Edoxaban can cause you to bleed more easily. Call your doctor at once if you have signs of bleeding such as:

  • easy bruising or bleeding (nosebleeds, bleeding gums, heavy menstrual bleeding);
  • pain, swelling, or drainage from a wound or where a needle was injected in your skin;
  • bleeding from wounds or needle injections, any bleeding that will not stop;
  • headaches, dizziness, weakness, feeling like you might pass out;
  • urine that looks red, pink, or brown; or
  • bloody or tarry stools, coughing up blood or vomit that looks like coffee grounds.

Common side effects may include:

  • bleeding; or
  • low red blood cells (anemia) --pale skin, unusual tiredness, feeling light-headed or short of breath, cold hands and feet.

This is not a complete list of side effects and others may occur. Call your doctor for medical advice about side effects. You may report side effects to FDA at 1-800-FDA-1088.

What other drugs will affect edoxaban?

Tell your doctor about all your other medicines, especially:

  • any other medications to treat or prevent blood clots;
  • a blood thinner --heparin warfarin (Coumadin, Jantoven);
  • NSAIDs (nonsteroidal anti-inflammatory drugs) --aspirin, ibuprofen (Advil, Motrin), naproxen (Aleve), celecoxib, diclofenac, indomethacin, meloxicam, and others; or
  • an antidepressant --citalopram, duloxetine, fluoxetine, sertraline, paroxetine, venlafaxine, Cymbalta, Prozac, Pristiq, Paxil, Zoloft, and others.
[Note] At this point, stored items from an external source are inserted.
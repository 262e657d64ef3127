//! Bounded inbound buffer shared by listener tasks and the consumer.

use std::collections::VecDeque;

use parking_lot::Mutex;

use brokerlink_common::MessageEnvelope;

/// Fixed-capacity FIFO of received envelopes.
///
/// When a push would exceed the capacity the oldest envelopes are evicted, so
/// the buffer always holds the most recent `capacity` envelopes in arrival
/// order.
#[derive(Debug)]
pub struct InboundBuffer {
    capacity: usize,
    inner: Mutex<Inner>,
}

#[derive(Debug, Default)]
struct Inner {
    queue: VecDeque<MessageEnvelope>,
    evicted: u64,
}

impl InboundBuffer {
    /// Create a buffer holding at most `capacity` envelopes (minimum 1).
    pub fn new(capacity: usize) -> Self {
        let capacity = capacity.max(1);
        Self {
            capacity,
            inner: Mutex::new(Inner {
                queue: VecDeque::with_capacity(capacity),
                evicted: 0,
            }),
        }
    }

    /// Append an envelope, evicting from the front on overflow.
    pub fn push(&self, envelope: MessageEnvelope) {
        let mut inner = self.inner.lock();
        inner.queue.push_back(envelope);
        while inner.queue.len() > self.capacity {
            inner.queue.pop_front();
            inner.evicted += 1;
        }
    }

    /// Take every buffered envelope in arrival order, leaving the buffer empty.
    pub fn drain_all(&self) -> Vec<MessageEnvelope> {
        let mut inner = self.inner.lock();
        inner.queue.drain(..).collect()
    }

    pub fn len(&self) -> usize {
        self.inner.lock().queue.len()
    }

    pub fn is_empty(&self) -> bool {
        self.inner.lock().queue.is_empty()
    }

    pub fn capacity(&self) -> usize {
        self.capacity
    }

    /// Number of envelopes discarded by overflow since creation.
    pub fn evicted(&self) -> u64 {
        self.inner.lock().evicted
    }
}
This list is not complete and many other drugs may affect edoxaban. This includes prescription and over-the-counter medicines, vitamins, and herbal products. Not all possible drug interactions are listed here.

Where can I get more information?

Your pharmacist can provide more information about edoxaban.

Remember, keep this and all other medicines out of the reach of children, never share your medicines with others, and use this medication only for the indication prescribed.